Happy Thanksgiving! The Amazing Butterball Caper.

The finger turkey maybe using the wrong finger whether hitch hiking away from here are telling us how much he appreciates us as being #1 in his heart.

The finger turkey maybe using the wrong finger whether hitch hiking away from here are telling us how much he appreciates us as being #1 in his heart.

I’m sure most of you know by now that Butterball has a big skinny turkey problem on its hands. Their turkeys refused to get fat for Thanksgiving. In a unique ploy in all of turkey history since the Pilgrims feasted on the big birds the turkeys have protested en masse.

The Butterball folks say you have got to have a 16 pound (or heavier) bird to satisfy the turkey hungry multitudes and Butterball’s supply of large fresh turkeys failed to meet the national criteria of a fat, suitable for stuffing, table ready, Thanksgiving fowl. I don’t mean to imply the turkeys give thanks. That’s undoubtedly the reason they did not choose to “Pork Up” this year.

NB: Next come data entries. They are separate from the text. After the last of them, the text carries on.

use std::{marker::PhantomData, sync::Arc};

use crate::any::{downcast, Instance, TypeInfo};

/// Releases a scoped or singleton dependency when its owner ends.
///
/// An error or a panic doesn't stop the teardown: it's logged as a [`crate::DisposalAnomaly`].
pub trait Finalizer<Dep>: Clone + 'static {
    #[allow(clippy::missing_errors_doc)]
    fn finalize(&mut self, dependency: Arc<Dep>) -> Result<(), anyhow::Error>;
}

impl<F, Dep, Err> Finalizer<Dep> for F
where
    F: FnMut(Arc<Dep>) -> Result<(), Err> + Clone + 'static,
    Err: Into<anyhow::Error>,
{
    #[inline]
    fn finalize(&mut self, dependency: Arc<Dep>) -> Result<(), anyhow::Error> {
        self(dependency).map_err(Into::into)
    }
}

pub(crate) trait ErasedFinalizer: Send + Sync {
    fn finalize(&self, dependency: Instance) -> Result<(), anyhow::Error>;
}

pub(crate) type BoxedFinalizer = Arc<dyn ErasedFinalizer>;

struct FinalizerFn<Fin, Dep> {
    finalizer: Fin,
    _dep: PhantomData<fn(Dep)>,
}

impl<Fin, Dep> ErasedFinalizer for FinalizerFn<Fin, Dep>
where
    Fin: Finalizer<Dep> + Send + Sync,
    Dep: Send + Sync + 'static,
{
    fn finalize(&self, dependency: Instance) -> Result<(), anyhow::Error> {
        let dependency = downcast::<Dep>(dependency)
            .map_err(|actual| anyhow::anyhow!("Finalizer of `{}` got an instance of {actual:?}", TypeInfo::of::<Dep>()))?;
        self.finalizer.clone().finalize(dependency)
    }
}

#[must_use]
pub(crate) fn boxed_finalizer<Dep, Fin>(finalizer: Fin) -> BoxedFinalizer
where
    Dep: Send + Sync + 'static,
    Fin: Finalizer<Dep> + Send + Sync,
{
    Arc::new(FinalizerFn {
        finalizer,
        _dep: PhantomData,
    })
}

#[cfg(test)]
mod tests {
    use super::{boxed_finalizer, Finalizer};
    use crate::any::Instance;

    use std::{
        convert::Infallible,
        sync::{
            atomic::{AtomicU8, Ordering},
            Arc,
        },
    };

    #[test]
    fn test_boxed_finalizer() {
        let call_count = Arc::new(AtomicU8::new(0));
        let finalizer = boxed_finalizer({
            let call_count = call_count.clone();
            move |value: Arc<u8>| {
                call_count.fetch_add(*value, Ordering::SeqCst);
                Ok::<_, Infallible>(())
            }
        });

        finalizer.finalize(Arc::new(2u8)).unwrap();
        finalizer.finalize(Arc::new(3u8)).unwrap();

        assert_eq!(call_count.load(Ordering::SeqCst), 5);
    }

    #[test]
    fn test_boxed_finalizer_incorrect_type() {
        let finalizer = boxed_finalizer(|_: Arc<u8>| Ok::<_, Infallible>(()));
        let instance: Instance = Arc::new("not u8");

        assert!(finalizer.finalize(instance).is_err());
    }

    #[test]
    #[allow(dead_code)]
    fn test_finalizer_impls() {
        fn finalizer<Dep, F: Finalizer<Dep>>(_f: F) {}
        fn finalizer_with_dep<Dep: 'static>() {
            finalizer(|_: Arc<Dep>| Ok::<_, anyhow::Error>(()));
        }
    }
}
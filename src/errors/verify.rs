use super::{ResolveErrorKind, ScopeErrorKind};
use crate::any::TypeInfo;

#[derive(thiserror::Error, Debug)]
pub enum VerifyErrorKind {
    #[error(transparent)]
    Scope(ScopeErrorKind),
    #[error("Registration `{type_info}` can't be resolved: {source}")]
    Resolve {
        type_info: TypeInfo,
        #[source]
        source: ResolveErrorKind,
    },
}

They are not thankful.

This is totally serious for Butterball. For every four 12 pound turkeys produced by Butterball, a big 16 pounder has gone missing. What in the world is going on here?

Butterball CEO Rod Brenneman thinks he has a big mystery on his hands but I think the answer is in a statement he made to the press. He said turkeys are, “biological creatures,” subject to a variety of factors.

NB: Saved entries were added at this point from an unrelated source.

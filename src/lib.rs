#[macro_use]
pub(crate) mod macros;

pub(crate) mod activation;
pub(crate) mod any;
pub(crate) mod backend;
pub(crate) mod backends;
pub(crate) mod cache;
pub(crate) mod config;
pub(crate) mod context;
pub(crate) mod cross_wire;
pub(crate) mod dependency_resolver;
pub(crate) mod errors;
pub(crate) mod finalizer;
pub(crate) mod host;
pub(crate) mod inject;
pub(crate) mod instantiator;
pub(crate) mod middleware;
pub(crate) mod registry;
pub(crate) mod resolver;
pub(crate) mod scope;
pub(crate) mod utils;

pub mod integrations;

pub use activation::{ActivationFilter, ActivationKind, ActivationProvider};
pub use any::{Instance, TypeInfo};
pub use backend::{ResolutionBackend, ResolutionBackendExt};
pub use backends::{CompositionRoot, CompositionRootBackend, CompositionScope, ContainerBackend, TaggedScopeBackend};
pub use config::{Config, Lifetime, Ownership};
pub use context::ScopeContext;
pub use dependency_resolver::DependencyResolver;
pub use errors::{
    DFSErrorKind, DisposalAnomaly, InstantiateErrorKind, InstantiatorErrorKind, ResolveErrorKind, ScopeErrorKind, VerifyErrorKind,
};
pub use finalizer::Finalizer;
pub use host::{HostServices, Logger, LoggerFactory};
pub use inject::{Inject, InjectOptional};
pub use instantiator::{instance, Instantiator};
pub use middleware::{RequestScope, RequestScopeLayer, ScopeGuard};
pub use registry::{Registry, RegistryBuilder};
pub use resolver::Resolver;
pub use scope::{ScopeHandle, ScopeId, ScopeState};

pub use integrations::axum;
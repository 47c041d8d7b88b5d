use std::fmt::{self, Display, Formatter};

use crate::any::TypeInfo;

#[derive(thiserror::Error, Debug)]
pub enum InstantiatorErrorKind<DepsErr, FactoryErr> {
    #[error(transparent)]
    Deps(DepsErr),
    #[error(transparent)]
    Factory(FactoryErr),
}

#[derive(thiserror::Error, Debug)]
pub enum DFSErrorKind {
    CyclicDependency { graph: (TypeInfo, Box<[TypeInfo]>) },
}

impl Display for DFSErrorKind {
    fn fmt(&self, f: &mut Formatter<'_>) -> fmt::Result {
        match self {
            DFSErrorKind::CyclicDependency {
                graph: (type_info, type_infos),
            } => {
                write!(f, "Cyclic dependency detected: ")?;
                write!(f, "{type_info} ")?;
                for type_info in type_infos {
                    write!(f, "-> ")?;
                    write!(f, "{type_info} ")?;
                }
            }
        }
        Ok(())
    }
}
use crate::any::TypeInfo;

#[derive(thiserror::Error, Debug)]
pub enum InstantiateErrorKind {
    #[error("Host service `{type_info}` not found")]
    HostServiceMissing { type_info: TypeInfo },
    #[error(transparent)]
    Custom(#[from] anyhow::Error),
}
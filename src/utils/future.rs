use std::{future::Future, pin::Pin};

pub(crate) type BoxFuture<'a, T> = Pin<Box<dyn Future<Output = T> + Send + 'a>>;
#[derive(thiserror::Error, Debug)]
pub enum ScopeErrorKind {
    #[error("Backend `{backend}` can't allocate a scope: {reason}")]
    AllocationFailure { backend: &'static str, reason: String },
}
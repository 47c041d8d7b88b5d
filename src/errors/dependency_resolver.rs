use std::any::TypeId;

use super::{instantiate::InstantiateErrorKind, instantiator::DFSErrorKind, instantiator::InstantiatorErrorKind};
use crate::{any::TypeInfo, config::Lifetime};

#[derive(thiserror::Error, Debug)]
pub enum ResolveErrorKind {
    #[error("No active scope on the current flow. Resolution is only valid inside a published request scope")]
    NoActiveScope,
    #[error("Type `{type_info}` isn't registered")]
    UnregisteredType { type_info: TypeInfo },
    #[error("Incorrect instantiator provides type. Actual: {actual:?}, expected: {expected}")]
    IncorrectType { expected: TypeInfo, actual: TypeId },
    #[error(
        "\
        Captive dependency. \
        `{dependent}` ({} lifetime) can't depend on `{dependency}` ({} lifetime)\
        ",
        dependent_lifetime.name(),
        dependency_lifetime.name(),
    )]
    CaptiveDependency {
        dependent: TypeInfo,
        dependent_lifetime: Lifetime,
        dependency: TypeInfo,
        dependency_lifetime: Lifetime,
    },
    #[error(transparent)]
    Cycle(DFSErrorKind),
    #[error(transparent)]
    Instantiator(InstantiatorErrorKind<Box<ResolveErrorKind>, InstantiateErrorKind>),
}
#![allow(clippy::cast_possible_wrap, clippy::cast_precision_loss)]

//! Criterion benchmarks for the per-call hot path: named-parameter translation and binding,
//! plus a bulk insert against an on-disk `SQLite` pool to put that cost in context.

use std::hint::black_box;

use criterion::{BenchmarkId, Criterion, Throughput, criterion_group, criterion_main};
use sql_scope::prelude::*;
use sql_scope::translation::NamedQueryTranslator;
use tokio::runtime::Runtime;

const INSERT: &str = "insert into sample(name, password, score, active) \
                      values (?name, ?password, ?score, ?active)";

fn wide_query(columns: usize) -> (String, NamedParams) {
    let names: Vec<String> = (0..columns).map(|i| format!("c{i}")).collect();
    let sql = format!(
        "update wide set {} where id = ?id",
        names
            .iter()
            .map(|n| format!("{n} = ?{n}"))
            .collect::<Vec<_>>()
            .join(", ")
    );
    let mut params: NamedParams = names
        .into_iter()
        .enumerate()
        .map(|(i, n)| (n, RowValues::Int(i as i64)))
        .collect();
    params.insert("id".to_string(), RowValues::Int(1));
    (sql, params)
}

fn bench_translate(c: &mut Criterion) {
    let mut group = c.benchmark_group("translate_and_bind");
    for style in [PlaceholderStyle::Sqlite, PlaceholderStyle::Postgres] {
        let translator = NamedQueryTranslator::new('?', style);
        for columns in [2_usize, 16, 64] {
            let (sql, params) = wide_query(columns);
            group.throughput(Throughput::Elements(columns as u64 + 1));
            group.bench_with_input(
                BenchmarkId::new(format!("{style:?}"), columns),
                &(sql, params),
                |b, (sql, params)| {
                    b.iter(|| {
                        let translated = translator.translate(black_box(sql));
                        let values = bind_params(params, &translated.names).unwrap();
                        black_box((translated, values))
                    });
                },
            );
        }
    }
    group.finish();
}

fn bench_sqlite_bulk(c: &mut Criterion) {
    let rt = Runtime::new().unwrap();
    let dir = tempfile::tempdir().unwrap();
    let path = dir.path().join("bench.db").to_string_lossy().into_owned();
    let pool = rt.block_on(async {
        let db = ConfigAndPool::sqlite_builder(path).build().await.unwrap();
        db.execute_batch(
            &ExecContext::new(),
            "CREATE TABLE sample (id INTEGER PRIMARY KEY, name TEXT, password TEXT, score REAL, active INTEGER);",
        )
        .await
        .unwrap();
        db
    });
    let db = &pool;

    let mut group = c.benchmark_group("sqlite_bulk_insert");
    for rows in [10_usize, 100] {
        let batch: Vec<NamedParams> = (0..rows)
            .map(|i| {
                named_params! {
                    "name" => format!("user{i}"),
                    "password" => "pw",
                    "score" => i as f64 * 0.5,
                    "active" => i % 2 == 0,
                }
            })
            .collect();
        group.throughput(Throughput::Elements(rows as u64));
        group.bench_with_input(BenchmarkId::from_parameter(rows), &batch, |b, batch| {
            b.to_async(&rt).iter(|| async {
                db.wrap(&ExecContext::new(), |ctx| async move {
                    db.query_bulk(&ctx, INSERT, batch).await
                })
                .await
                .unwrap()
            });
        });
    }
    group.finish();
}

criterion_group!(benches, bench_translate, bench_sqlite_bulk);
criterion_main!(benches);
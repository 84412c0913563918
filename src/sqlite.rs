// SQLite backend: rusqlite connections pooled with bb8.
//
// - config: connection manager, pool options and builder
// - params: RowValues -> rusqlite values
// - query: row decoding into a ResultSet
// - connection: statement, bulk, and control execution on the blocking pool

pub mod config;
pub mod connection;
pub mod params;
pub mod query;

pub use config::{
    SharedSqliteConnection, SqliteManager, SqliteOptions, SqliteOptionsBuilder,
    SqlitePooledConnection,
};
pub use params::Params;
pub use query::build_result_set;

He obviously does not understand the impact of his own words. Turkeys are “biological creatures” and, as such, are subject to a variety of factors. I think the seriousness of this statement warrants my repeating it. It might be of some interest to Mr Brenneman that perhaps the birds have been off their feed for a number of reasons just as he intimated in his statement.

First of all did you try some stupid magic elixir that cost less and you mistakenly believed the turkeys were going to make more meat out of less feed? Was this a problem of a self-inflicted diet by Butterball?

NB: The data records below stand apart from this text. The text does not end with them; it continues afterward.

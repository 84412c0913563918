use std::sync::Arc;

use chrono::{DateTime, NaiveDateTime, Utc};
use serde_json::Value;
use tokio_postgres::Statement;

use crate::error::SqlScopeError;
use crate::results::ResultSet;
use crate::types::RowValues;

/// Extracts a `RowValues` from a `tokio_postgres` Row at the given index.
///
/// # Errors
/// Returns `SqlScopeError` if the column cannot be decoded.
pub fn postgres_extract_value(
    row: &tokio_postgres::Row,
    idx: usize,
) -> Result<RowValues, SqlScopeError> {
    let type_info = row.columns()[idx].type_();

    let value = match type_info.name() {
        "int2" => row
            .try_get::<_, Option<i16>>(idx)?
            .map_or(RowValues::Null, |v| RowValues::Int(i64::from(v))),
        "int4" => row
            .try_get::<_, Option<i32>>(idx)?
            .map_or(RowValues::Null, |v| RowValues::Int(i64::from(v))),
        "int8" => row
            .try_get::<_, Option<i64>>(idx)?
            .map_or(RowValues::Null, RowValues::Int),
        "float4" => row
            .try_get::<_, Option<f32>>(idx)?
            .map_or(RowValues::Null, |v| RowValues::Float(f64::from(v))),
        "float8" => row
            .try_get::<_, Option<f64>>(idx)?
            .map_or(RowValues::Null, RowValues::Float),
        "bool" => row
            .try_get::<_, Option<bool>>(idx)?
            .map_or(RowValues::Null, RowValues::Bool),
        "timestamp" => row
            .try_get::<_, Option<NaiveDateTime>>(idx)?
            .map_or(RowValues::Null, RowValues::Timestamp),
        "timestamptz" => row
            .try_get::<_, Option<DateTime<Utc>>>(idx)?
            .map_or(RowValues::Null, |v| RowValues::Timestamp(v.naive_utc())),
        "json" | "jsonb" => row
            .try_get::<_, Option<Value>>(idx)?
            .map_or(RowValues::Null, RowValues::JSON),
        "bytea" => row
            .try_get::<_, Option<Vec<u8>>>(idx)?
            .map_or(RowValues::Null, RowValues::Blob),
        // text, varchar, bpchar, name and anything else the driver can render as text
        _ => row
            .try_get::<_, Option<String>>(idx)?
            .map_or(RowValues::Null, RowValues::Text),
    };
    Ok(value)
}

/// Build a result set using statement metadata for column names.
///
/// # Errors
/// Returns errors from row value extraction.
pub fn build_result_set_from_statement(
    stmt: &Statement,
    rows: &[tokio_postgres::Row],
) -> Result<ResultSet, SqlScopeError> {
    let column_names: Vec<String> = stmt
        .columns()
        .iter()
        .map(|col| col.name().to_string())
        .collect();
    let column_count = column_names.len();

    let mut result_set = ResultSet::with_capacity(rows.len());
    result_set.set_column_names(Arc::new(column_names));

    for row in rows {
        let mut row_values = Vec::with_capacity(column_count);
        for idx in 0..column_count {
            row_values.push(postgres_extract_value(row, idx)?);
        }
        result_set.add_row_values(row_values);
    }

    Ok(result_set)
}
use std::sync::atomic::{AtomicU64, Ordering};
use std::sync::{Arc, PoisonError, RwLock};
use std::time::Duration;

#[cfg(feature = "postgres")]
use deadpool_postgres::{Object as PostgresObject, Pool as DeadpoolPostgresPool};
use serde::Deserialize;
use tracing::{debug, info};

use crate::error::SqlScopeError;
use crate::params::NamedParams;
use crate::results::ResultSet;
#[cfg(feature = "sqlite")]
use crate::sqlite::{SqliteManager, SqlitePooledConnection};
use crate::transaction::FinalizePolicy;
use crate::translation::{NamedQueryTranslator, PlaceholderStyle, StatementKind};
use crate::types::{DatabaseType, RowValues};

#[cfg(feature = "postgres")]
use crate::postgres::connection as pg;
#[cfg(feature = "sqlite")]
use crate::sqlite::connection as lite;

static NEXT_POOL_ID: AtomicU64 = AtomicU64::new(1);

/// Backend-independent pool settings.
#[derive(Debug, Clone, Deserialize)]
#[serde(default)]
pub struct PoolOptions {
    /// Maximum number of open connections.
    pub pool_size: u32,
    /// How long a caller waits for a free connection, in milliseconds.
    pub checkout_timeout_ms: u64,
    /// Character that introduces a named parameter in query text.
    pub param_marker: char,
    pub finalize_policy: FinalizePolicy,
    /// Ping the database once while building the pool.
    pub check_on_connect: bool,
}

impl Default for PoolOptions {
    fn default() -> Self {
        Self {
            pool_size: 10,
            checkout_timeout_ms: 30_000,
            param_marker: crate::translation::DEFAULT_PARAM_MARKER,
            finalize_policy: FinalizePolicy::default(),
            check_on_connect: false,
        }
    }
}

impl PoolOptions {
    #[must_use]
    pub fn checkout_timeout(&self) -> Duration {
        Duration::from_millis(self.checkout_timeout_ms)
    }

    pub fn set_checkout_timeout(&mut self, timeout: Duration) {
        self.checkout_timeout_ms = u64::try_from(timeout.as_millis()).unwrap_or(u64::MAX);
    }
}

/// Connection pool for database access
///
/// This enum wraps the different connection pool types for the
/// supported database engines.
#[derive(Clone)]
pub enum MiddlewarePool {
    /// `PostgreSQL` connection pool
    #[cfg(feature = "postgres")]
    Postgres(DeadpoolPostgresPool),
    /// `SQLite` connection pool
    #[cfg(feature = "sqlite")]
    Sqlite(bb8::Pool<SqliteManager>),
}

impl std::fmt::Debug for MiddlewarePool {
    fn fmt(&self, f: &mut std::fmt::Formatter<'_>) -> std::fmt::Result {
        match self {
            #[cfg(feature = "postgres")]
            Self::Postgres(pool) => f.debug_tuple("Postgres").field(&pool.status()).finish(),
            #[cfg(feature = "sqlite")]
            Self::Sqlite(pool) => f.debug_tuple("Sqlite").field(&pool.state()).finish(),
        }
    }
}

/// A connection checked out of a [`MiddlewarePool`]. Returned to the pool on drop.
pub enum MiddlewarePoolConnection {
    #[cfg(feature = "postgres")]
    Postgres(PostgresObject),
    #[cfg(feature = "sqlite")]
    Sqlite(SqlitePooledConnection),
}

impl std::fmt::Debug for MiddlewarePoolConnection {
    fn fmt(&self, f: &mut std::fmt::Formatter<'_>) -> std::fmt::Result {
        match self {
            #[cfg(feature = "postgres")]
            Self::Postgres(_) => f.debug_tuple("Postgres").field(&"<Client>").finish(),
            #[cfg(feature = "sqlite")]
            Self::Sqlite(_) => f.debug_tuple("Sqlite").field(&"<Connection>").finish(),
        }
    }
}

impl MiddlewarePoolConnection {
    /// Prepare and run one translated statement with positional values.
    pub(crate) async fn run_statement(
        &self,
        sql: &str,
        values: &[RowValues],
        kind: StatementKind,
    ) -> Result<ResultSet, SqlScopeError> {
        match self {
            #[cfg(feature = "postgres")]
            Self::Postgres(client) => pg::execute_statement(client, sql, values, kind).await,
            #[cfg(feature = "sqlite")]
            Self::Sqlite(conn) => lite::execute_statement(conn, sql, values, kind).await,
        }
    }

    /// Prepare once, then bind and run the statement for every mapping in `batch`.
    pub(crate) async fn run_bulk(
        &self,
        sql: &str,
        names: &[String],
        batch: &[NamedParams],
    ) -> Result<ResultSet, SqlScopeError> {
        match self {
            #[cfg(feature = "postgres")]
            Self::Postgres(client) => pg::execute_bulk(client, sql, names, batch).await,
            #[cfg(feature = "sqlite")]
            Self::Sqlite(conn) => lite::execute_bulk(conn, sql, names, batch).await,
        }
    }

    /// Run parameterless SQL text, which may hold several statements.
    pub(crate) async fn run_batch(&self, sql: &str) -> Result<(), SqlScopeError> {
        match self {
            #[cfg(feature = "postgres")]
            Self::Postgres(client) => pg::execute_batch(client, sql).await,
            #[cfg(feature = "sqlite")]
            Self::Sqlite(conn) => lite::execute_batch(conn, sql).await,
        }
    }

    pub(crate) async fn begin(&self) -> Result<(), SqlScopeError> {
        self.run_batch("BEGIN").await
    }

    pub(crate) async fn commit(&self) -> Result<(), SqlScopeError> {
        self.run_batch("COMMIT").await
    }

    pub(crate) async fn rollback(&self) -> Result<(), SqlScopeError> {
        self.run_batch("ROLLBACK").await
    }

    /// Give up a connection that may still be inside a transaction, without touching it.
    ///
    /// Postgres connections are detached from the pool and closed, which makes the server abort
    /// the transaction. `SQLite` connections go back to the pool, whose manager drops any that
    /// are not in autocommit mode.
    pub(crate) fn discard(self) {
        match self {
            #[cfg(feature = "postgres")]
            Self::Postgres(client) => drop(PostgresObject::take(client)),
            #[cfg(feature = "sqlite")]
            Self::Sqlite(conn) => drop(conn),
        }
    }

    pub(crate) async fn ping(&self) -> Result<(), SqlScopeError> {
        match self {
            #[cfg(feature = "postgres")]
            Self::Postgres(client) => pg::ping(client).await,
            #[cfg(feature = "sqlite")]
            Self::Sqlite(conn) => lite::ping(conn).await,
        }
    }
}

#[derive(Debug)]
struct PoolState {
    id: u64,
    // `None` once closed; taking it out drops the last shared reference to the pool.
    pool: RwLock<Option<MiddlewarePool>>,
}

/// Configuration and connection pool for a database
///
/// Cloning is cheap and every clone shares the same pool and translator settings. Closing
/// through any clone closes it for all of them.
#[derive(Clone, Debug)]
pub struct ConfigAndPool {
    /// The database type
    pub db_type: DatabaseType,
    translator: NamedQueryTranslator,
    finalize_policy: FinalizePolicy,
    state: Arc<PoolState>,
}

impl ConfigAndPool {
    pub(crate) fn assemble(
        pool: MiddlewarePool,
        db_type: DatabaseType,
        style: PlaceholderStyle,
        opts: &PoolOptions,
    ) -> Self {
        let id = NEXT_POOL_ID.fetch_add(1, Ordering::Relaxed);
        info!(
            pool_id = id,
            ?db_type,
            pool_size = opts.pool_size,
            "database pool ready"
        );
        Self {
            db_type,
            translator: NamedQueryTranslator::new(opts.param_marker, style),
            finalize_policy: opts.finalize_policy,
            state: Arc::new(PoolState {
                id,
                pool: RwLock::new(Some(pool)),
            }),
        }
    }

    /// Process-unique identifier of this pool; shared by all clones.
    #[must_use]
    pub fn pool_id(&self) -> u64 {
        self.state.id
    }

    #[must_use]
    pub fn translator(&self) -> &NamedQueryTranslator {
        &self.translator
    }

    #[must_use]
    pub fn finalize_policy(&self) -> FinalizePolicy {
        self.finalize_policy
    }

    /// The underlying backend pool, or `None` once closed.
    #[must_use]
    pub fn pool(&self) -> Option<MiddlewarePool> {
        self.state
            .pool
            .read()
            .unwrap_or_else(PoisonError::into_inner)
            .clone()
    }

    #[must_use]
    pub fn is_closed(&self) -> bool {
        self.state
            .pool
            .read()
            .unwrap_or_else(PoisonError::into_inner)
            .is_none()
    }

    /// Check a connection out of the pool.
    ///
    /// # Errors
    /// Returns `SqlScopeError::ConnectionError` once the pool is closed, or the pool's checkout
    /// error (including a checkout timeout).
    pub async fn get_connection(&self) -> Result<MiddlewarePoolConnection, SqlScopeError> {
        let Some(pool) = self.pool() else {
            return Err(SqlScopeError::ConnectionError("pool is closed".to_string()));
        };
        match &pool {
            #[cfg(feature = "postgres")]
            MiddlewarePool::Postgres(pool) => {
                let conn: PostgresObject = pool.get().await?;
                Ok(MiddlewarePoolConnection::Postgres(conn))
            }
            #[cfg(feature = "sqlite")]
            MiddlewarePool::Sqlite(pool) => {
                let conn = pool.get_owned().await?;
                Ok(MiddlewarePoolConnection::Sqlite(conn))
            }
        }
    }

    /// Verify the database is reachable by round-tripping a trivial query.
    ///
    /// # Errors
    /// Returns the checkout or query error.
    pub async fn ping(&self) -> Result<(), SqlScopeError> {
        let conn = self.get_connection().await?;
        conn.ping().await?;
        debug!(pool_id = self.pool_id(), "ping ok");
        Ok(())
    }

    /// Stop handing out connections and release the pool. Idempotent.
    ///
    /// Idle connections are closed now. Connections already checked out (including ones held by
    /// open transactions) stay usable and are closed once the last of them is returned.
    ///
    /// # Errors
    /// Currently infallible; the `Result` leaves room for backends whose shutdown can fail.
    pub async fn close(&self) -> Result<(), SqlScopeError> {
        let taken = self
            .state
            .pool
            .write()
            .unwrap_or_else(PoisonError::into_inner)
            .take();
        let Some(pool) = taken else {
            return Ok(());
        };
        match pool {
            #[cfg(feature = "postgres")]
            MiddlewarePool::Postgres(pool) => pool.close(),
            #[cfg(feature = "sqlite")]
            MiddlewarePool::Sqlite(pool) => drop(pool),
        }
        info!(pool_id = self.pool_id(), "database pool closed");
        Ok(())
    }
}
//! Call-scoped carrier for the ambient transaction and deadline.
//!
//! An [`ExecContext`] is never changed in place. Each `with_*` call returns a new context that
//! points at its parent, so a context handed to a child call cannot be altered by anything the
//! child does, and concurrent tasks can share one freely.

use std::any::Any;
use std::fmt;
use std::future::Future;
use std::sync::Arc;
use std::time::Duration;

use tokio::time::Instant;

use crate::error::SqlScopeError;
use crate::transaction::TxHandle;

#[derive(Clone)]
pub struct ExecContext {
    node: Arc<Node>,
}

struct Node {
    parent: Option<Arc<Node>>,
    binding: Binding,
}

enum Binding {
    Root,
    Transaction(TxHandle),
    Deadline(Instant),
    Value {
        key: &'static str,
        value: Arc<dyn Any + Send + Sync>,
    },
}

impl Default for ExecContext {
    fn default() -> Self {
        Self::new()
    }
}

impl ExecContext {
    /// A fresh top-level context with no bindings.
    #[must_use]
    pub fn new() -> Self {
        Self {
            node: Arc::new(Node {
                parent: None,
                binding: Binding::Root,
            }),
        }
    }

    fn derive(&self, binding: Binding) -> Self {
        Self {
            node: Arc::new(Node {
                parent: Some(Arc::clone(&self.node)),
                binding,
            }),
        }
    }

    /// Derive a context whose statements run inside `tx`.
    #[must_use]
    pub fn with_transaction(&self, tx: TxHandle) -> Self {
        self.derive(Binding::Transaction(tx))
    }

    /// Derive a context whose backend calls must finish before `deadline`.
    ///
    /// A deadline can only be tightened: the earliest one in the chain applies.
    #[must_use]
    pub fn with_deadline(&self, deadline: Instant) -> Self {
        self.derive(Binding::Deadline(deadline))
    }

    #[must_use]
    pub fn with_timeout(&self, timeout: Duration) -> Self {
        self.with_deadline(Instant::now() + timeout)
    }

    /// Derive a context carrying an application value under `key`.
    #[must_use]
    pub fn with_value<T: Any + Send + Sync>(&self, key: &'static str, value: T) -> Self {
        self.derive(Binding::Value {
            key,
            value: Arc::new(value),
        })
    }

    /// The transaction bound closest to this context, if any.
    #[must_use]
    pub fn transaction(&self) -> Option<&TxHandle> {
        self.bindings().find_map(|binding| match binding {
            Binding::Transaction(tx) => Some(tx),
            _ => None,
        })
    }

    #[must_use]
    pub fn deadline(&self) -> Option<Instant> {
        self.bindings()
            .filter_map(|binding| match binding {
                Binding::Deadline(at) => Some(*at),
                _ => None,
            })
            .min()
    }

    /// The newest value stored under `key`, if it has type `T`.
    #[must_use]
    pub fn value<T: Any>(&self, key: &str) -> Option<&T> {
        self.bindings().find_map(|binding| match binding {
            Binding::Value { key: k, value } if *k == key => value.downcast_ref::<T>(),
            _ => None,
        })
    }

    fn bindings(&self) -> impl Iterator<Item = &Binding> {
        let mut next: Option<&Node> = Some(&self.node);
        std::iter::from_fn(move || {
            let node = next?;
            next = node.parent.as_deref();
            Some(&node.binding)
        })
    }

    /// Run a backend call, failing with [`SqlScopeError::DeadlineExceeded`] if the context's
    /// deadline passes first.
    ///
    /// A deadline that has already passed fails without polling `fut` at all.
    pub(crate) async fn bounded<F, T>(&self, action: &str, fut: F) -> Result<T, SqlScopeError>
    where
        F: Future<Output = Result<T, SqlScopeError>>,
    {
        let Some(deadline) = self.deadline() else {
            return fut.await;
        };
        if Instant::now() >= deadline {
            return Err(SqlScopeError::DeadlineExceeded(action.to_string()));
        }
        tokio::time::timeout_at(deadline, fut)
            .await
            .map_err(|_| SqlScopeError::DeadlineExceeded(action.to_string()))?
    }
}

impl fmt::Debug for ExecContext {
    fn fmt(&self, f: &mut fmt::Formatter<'_>) -> fmt::Result {
        f.debug_struct("ExecContext")
            .field("transaction", &self.transaction().map(TxHandle::id))
            .field("deadline", &self.deadline())
            .finish_non_exhaustive()
    }
}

Second – Did you try to cut corners by feeding them moldy feed you bought from the Chinese? You know the Chinese mix their turkey feed with old powdered wall board left over from construction projects gone bad. The wall board is salvaged from collapsed apartment building sites.

The third possibility is Butterball has been infiltrated by PITA. The PITA people working uncover in the Butterball facilities have been cutting back on the feed and they have also introduced a dietary supplement in the turkey feed that keeps the birds at a maintainable low weight. PITA is on the prowl in your plants, Mr. Brenneman. Ferret out the wrongdoers and force feed them large turkey cahones fried to the consistency of powdered wallboard from China.

Fourth and last of all and maybe of more importance than other guesses is the possibility someone has been using voodoo on the Butterball turkeys. Once again, this could be the work of the PITA people. I would be willing to bet PITA has gone out and found a Turkey Priest who has been using mental telepathy to urge your young turkeys to eat less and to go on strict diets. They were also told to do more dancing like the old fashioned, “Turkey Trot.” I know its a bird-brained idea but we all know PITA people are strange birds.

I see in the news that Whole Foods and Cargill have not had any problems with the “Slim Bird Syndrome.”

I hope I have given Butterball some good leads on how to pursue the answer to the problem. At any rate, Mr. Brenneman it’s all food for thought and we are talking real turkey here.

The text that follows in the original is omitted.